ACTION ITEM:
The output should be limited to the line holding "config.ollama.host, config.ollama.port" and the lines after it through the end of the entries, each restated exactly.
+++ DATA SUPPLIED
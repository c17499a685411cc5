use std::path::Path;
use tracing::{error, info, warn};

use crate::config::{Config, IndexBackend};
use crate::database::sqlite::Database;
use crate::database::sqlite::models::NewPost;
use crate::embeddings::OllamaClient;
use crate::identity::IdentifierAuthority;
use crate::indexer::{BulkLoader, ConsistencyValidator};
use crate::service::IndexingService;
use crate::{Result, SearchError};

async fn open_database(config: &Config) -> Result<Database> {
    Ok(Database::initialize_from_config_dir(config.get_base_dir()).await?)
}

/// Store a new post and index it under the same freshly minted id
#[inline]
pub async fn add_post(config: &Config, title: &str, description: &str) -> Result<()> {
    let database = open_database(config).await?;
    let service = IndexingService::from_config(config);

    let new_post = NewPost {
        id: IdentifierAuthority::new_id(),
        title: title.to_string(),
        description: description.to_string(),
    };
    let post = database.insert_post(&new_post).await?;
    println!("Stored post: {} (ID: {})", post.title, post.id);

    match service.reindex(&post.to_document()?).await {
        Ok(id) => {
            database.mark_indexed(id.as_str()).await?;
            println!("✅ Indexed post {}", id);
            Ok(())
        }
        Err(e) => {
            error!("Post {} was stored but not indexed: {}", post.id, e);
            println!("❌ Post {} was stored but NOT indexed", post.id);
            if e.is_retryable() {
                println!("   Run 'post-search reconcile' once the index is reachable.");
            }
            Err(e)
        }
    }
}

/// Run a semantic search and print ranked results
#[inline]
pub async fn search_posts(config: &Config, query: &str, limit: Option<usize>) -> Result<()> {
    let limit = limit.unwrap_or(config.service.default_search_limit);
    let service = IndexingService::from_config(config);

    let hits = service.search(query, limit).await?;
    let found = hits.len();
    if found == 0 {
        println!("No matching posts.");
        return Ok(());
    }

    println!("{} results for {:?}:", found, query);
    for (rank, hit) in hits.enumerate() {
        println!(
            "{:>3}. {:.4}  {}  {}",
            rank + 1,
            hit.rounded_score(),
            hit.id,
            hit.title.as_deref().unwrap_or("")
        );
    }

    Ok(())
}

/// Re-run indexing for one stored post
#[inline]
pub async fn index_post(config: &Config, id: &str) -> Result<()> {
    let database = open_database(config).await?;
    let post = database
        .get_post(id)
        .await?
        .ok_or_else(|| SearchError::Validation(format!("No post with id {id}")))?;

    let service = IndexingService::from_config(config);
    match service.reindex(&post.to_document()?).await {
        Ok(id) => {
            database.mark_indexed(id.as_str()).await?;
            println!("✅ Indexed post {}", id);
            Ok(())
        }
        Err(e) => {
            println!("❌ Post {} was NOT indexed", post.id);
            Err(e)
        }
    }
}

/// List all stored posts with their index state
#[inline]
pub async fn list_posts(config: &Config) -> Result<()> {
    let database = open_database(config).await?;
    let posts = database.list_posts().await?;

    if posts.is_empty() {
        println!("No posts have been added yet.");
        println!("Use 'post-search add --title <title> --description <text>' to add one.");
        return Ok(());
    }

    println!("Posts ({} total):", posts.len());
    println!();

    for post in &posts {
        println!("📝 {} (ID: {})", post.title, post.id);
        println!(
            "   Created: {}",
            post.created_date.format("%Y-%m-%d %H:%M:%S")
        );
        match post.indexed_date {
            Some(indexed) => println!("   Indexed: {}", indexed.format("%Y-%m-%d %H:%M:%S")),
            None => println!("   Indexed: ⚠️  not indexed"),
        }
    }

    Ok(())
}

/// Bulk load posts from a JSON seed file
#[inline]
pub async fn seed_posts(config: &Config, file: &Path, reset: bool) -> Result<()> {
    let database = open_database(config).await?;
    let service = IndexingService::from_config(config);

    info!("Seeding posts from {}", file.display());
    let stats = BulkLoader::new(&database, &service)
        .with_progress(true)
        .load_file(file, reset)
        .await?;

    println!("Seeding complete!");
    println!("  Stored: {}", stats.inserted);
    println!("  Indexed: {}", stats.indexed);
    if stats.failed() > 0 {
        println!("  Not indexed: {}", stats.failed());
        for id in &stats.not_indexed {
            println!("    {}", id);
        }
        println!("Run 'post-search reconcile' to retry them.");
        return Err(SearchError::Other(anyhow::anyhow!(
            "{} seeded posts were not indexed",
            stats.failed()
        )));
    }

    Ok(())
}

/// Compare the post store with the index and reindex whatever is missing
#[inline]
pub async fn reconcile(config: &Config, dry_run: bool) -> Result<()> {
    let database = open_database(config).await?;
    let service = IndexingService::from_config(config);
    let validator = ConsistencyValidator::new(&database, &service);

    let report = validator.validate_consistency().await?;
    println!("{}", report.summary());

    for id in &report.orphaned_in_index {
        println!("   orphaned index entry: {}", id);
    }

    if dry_run {
        for id in &report.missing_in_index {
            println!("   would reindex: {}", id);
        }
        return Ok(());
    }

    let stats = validator.reindex_missing(&report).await?;
    println!("Reindexed {} posts", stats.reindexed);
    if !stats.failed.is_empty() {
        for id in &stats.failed {
            println!("   still not indexed: {}", id);
        }
        return Err(SearchError::Other(anyhow::anyhow!(
            "{} posts could not be reindexed",
            stats.failed.len()
        )));
    }

    Ok(())
}

/// Show connectivity and index health
#[inline]
pub async fn show_status(config: &Config) -> Result<()> {
    println!("📊 Post Search Status Report");
    println!("{}", "=".repeat(50));
    println!();

    println!("🗄️  Database Status:");
    let database = match open_database(config).await {
        Ok(db) => {
            println!("   ✅ SQLite: Connected");
            println!("   📁 Path: {}", config.database_path().display());
            Some(db)
        }
        Err(e) => {
            println!("   ❌ SQLite: Failed to connect - {}", e);
            None
        }
    };

    println!("🤖 Ollama Status:");
    match OllamaClient::new(config) {
        Ok(client) => match tokio::task::spawn_blocking(move || client.check_blocking()).await {
            Ok(Ok(())) => {
                println!(
                    "   ✅ Ollama: Connected ({}:{})",
                    config.ollama.host, config.ollama.port
                );
                println!("   📋 Model: {}", config.ollama.model);
            }
            Ok(Err(e)) => println!("   ⚠️  Ollama: Unhealthy - {}", e),
            Err(e) => println!("   ❌ Ollama: Health check aborted - {}", e),
        },
        Err(e) => println!("   ❌ Ollama: Invalid configuration - {}", e),
    }

    println!("🔍 Vector Index Status:");
    match config.index.backend {
        IndexBackend::LanceDb => println!(
            "   Backend: LanceDB at {}",
            config.vector_database_path().display()
        ),
        IndexBackend::Qdrant => println!(
            "   Backend: Qdrant at {}",
            config.index.endpoint.as_deref().unwrap_or("-")
        ),
    }
    println!("   Collection: {}", config.index.collection_name);

    let service = IndexingService::from_config(config);
    let indexed = match service.existing_count().await {
        Ok(Some(count)) => {
            println!("   ✅ Entries: {}", count);
            Some(count)
        }
        Ok(None) => {
            println!("   ⚠️  Collection not created yet");
            Some(0)
        }
        Err(e) => {
            warn!("Vector index status unavailable: {}", e);
            println!("   ❌ Unavailable - {}", e);
            None
        }
    };

    if let Some(database) = database {
        println!();
        println!("📝 Posts:");
        let total = database.count_posts().await?;
        let unindexed = database.count_unindexed_posts().await?;
        println!("   Stored: {}", total);
        println!("   Awaiting indexing: {}", unindexed);

        if let Some(indexed) = indexed {
            if u64::try_from(total).is_ok_and(|total| total != indexed) {
                println!(
                    "   ⚠️  Index holds {} entries for {} posts, run 'post-search reconcile --dry-run' for details",
                    indexed, total
                );
            }
        }
    }

    Ok(())
}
++++++
OUTPUT OF THE EXERCISE:
                    config.ollama.host, config.ollama.port
                );
                println!("   📋 Model: {}", config.ollama.model);
            }
            Ok(Err(e)) => println!("   ⚠️  Ollama: Unhealthy - {}", e),
            Err(e) => println!("   ❌ Ollama: Health check aborted - {}", e),
        },
        Err(e) => println!("   ❌ Ollama: Invalid configuration - {}", e),
    }

    println!("🔍 Vector Index Status:");
    match config.index.backend {
        IndexBackend::LanceDb => println!(
            "   Backend: LanceDB at {}",
            config.vector_database_path().display()
        ),
        IndexBackend::Qdrant => println!(
            "   Backend: Qdrant at {}",
            config.index.endpoint.as_deref().unwrap_or("-")
        ),
    }
    println!("   Collection: {}", config.index.collection_name);

    let service = IndexingService::from_config(config);
    let indexed = match service.existing_count().await {
        Ok(Some(count)) => {
            println!("   ✅ Entries: {}", count);
            Some(count)
        }
        Ok(None) => {
            println!("   ⚠️  Collection not created yet");
            Some(0)
        }
        Err(e) => {
            warn!("Vector index status unavailable: {}", e);
            println!("   ❌ Unavailable - {}", e);
            None
        }
    };

    if let Some(database) = database {
        println!();
        println!("📝 Posts:");
        let total = database.count_posts().await?;
        let unindexed = database.count_unindexed_posts().await?;
        println!("   Stored: {}", total);
        println!("   Awaiting indexing: {}", unindexed);

        if let Some(indexed) = indexed {
            if u64::try_from(total).is_ok_and(|total| total != indexed) {
                println!(
                    "   ⚠️  Index holds {} entries for {} posts, run 'post-search reconcile --dry-run' for details",
                    indexed, total
                );
            }
        }
    }

    Ok(())
}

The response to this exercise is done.